**How to complete this task:** The lines to copy are those in the records below that hold the word "lowercased".
BEGIN
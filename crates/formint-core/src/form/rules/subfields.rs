//! Subfield expansion triggers and label templates.

/// Phrases whose presence in a label causes subfield expansion.
/// Matched case-insensitively as substrings of the lowercased label.
pub const EXPANSION_TRIGGERS: [&str; 9] = [
    "full name",
    "legal name",
    "your name",
    "physical address",
    "mailing address",
    "home address",
    "current address",
    "phone",
    "telephone",
];

/// Canonical subfield labels for name fields.
pub const NAME_SUBFIELDS: [&str; 3] = [
    "Family Name (Last Name)",
    "Given Name (First Name)",
    "Middle Name",
];

/// Canonical subfield labels for address fields.
pub const ADDRESS_SUBFIELDS: [&str; 5] = [
    "Street Number and Name",
    "Apt. Ste. Flr. Number",
    "City or Town",
    "State",
    "ZIP Code",
];

/// Acknowledgment prepended to the address template for mailing addresses.
pub const MAILING_ACKNOWLEDGMENT: &str =
    "Is this address the same as your physical address? (Yes/No)";

/// Canonical subfield labels for phone/contact fields.
pub const PHONE_SUBFIELDS: [&str; 3] = [
    "Daytime Telephone Number",
    "Mobile Telephone Number",
    "Email Address",
];

/// Placeholder labels when no specific template applies.
pub const GENERIC_SUBFIELDS: [&str; 3] = ["Field A", "Field B", "Field C"];

/// Return the first trigger phrase found in the label, if any.
pub fn matching_trigger(label: &str) -> Option<&'static str> {
    let label = label.to_lowercase();
    EXPANSION_TRIGGERS.iter().copied().find(|t| label.contains(t))
}

/// Template selection rules, evaluated top-to-bottom.
///
/// An explicit ordered list rather than map iteration, so the dispatch
/// priority is visible and independent of any container ordering.
#[derive(Debug, Clone, Copy, PartialEq, Eq)]
pub enum SubfieldRule {
    Name,
    Address,
    Mailing,
    Phone,
    Default,
}

/// Rule evaluation order. `Default` is the terminal fallback and always
/// applies.
pub const SUBFIELD_RULES: [SubfieldRule; 5] = [
    SubfieldRule::Name,
    SubfieldRule::Address,
    SubfieldRule::Mailing,
    SubfieldRule::Phone,
    SubfieldRule::Default,
];

impl SubfieldRule {
    /// Whether this rule applies to the given lowercased label.
    fn applies(&self, label: &str) -> bool {
        match self {
            SubfieldRule::Name => label.contains("name"),
            SubfieldRule::Address => label.contains("address") && !label.contains("mailing"),
            SubfieldRule::Mailing => label.contains("mailing"),
            SubfieldRule::Phone => label.contains("phone") || label.contains("telephone"),
            SubfieldRule::Default => true,
        }
    }

    /// Select the first rule that applies to the label.
    pub fn select(label: &str) -> SubfieldRule {
        let label = label.to_lowercase();
        SUBFIELD_RULES
            .iter()
            .copied()
            .find(|r| r.applies(&label))
            .unwrap_or(SubfieldRule::Default)
    }

    /// Short rule name for trace output.
    pub fn name(&self) -> &'static str {
        match self {
            SubfieldRule::Name => "name",
            SubfieldRule::Address => "address",
            SubfieldRule::Mailing => "mailing",
            SubfieldRule::Phone => "phone",
            SubfieldRule::Default => "generic",
        }
    }

    /// Subfield labels for this rule, in template order.
    pub fn subfield_labels(&self) -> Vec<&'static str> {
        match self {
            SubfieldRule::Name => NAME_SUBFIELDS.to_vec(),
            SubfieldRule::Address => ADDRESS_SUBFIELDS.to_vec(),
            SubfieldRule::Mailing => {
                let mut labels = Vec::with_capacity(ADDRESS_SUBFIELDS.len() + 1);
                labels.push(MAILING_ACKNOWLEDGMENT);
                labels.extend(ADDRESS_SUBFIELDS);
                labels
            }
            SubfieldRule::Phone => PHONE_SUBFIELDS.to_vec(),
            SubfieldRule::Default => GENERIC_SUBFIELDS.to_vec(),
        }
    }
}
END
**The answer:**
/// Matched case-insensitively as substrings of the lowercased label.
    /// Whether this rule applies to the given lowercased label.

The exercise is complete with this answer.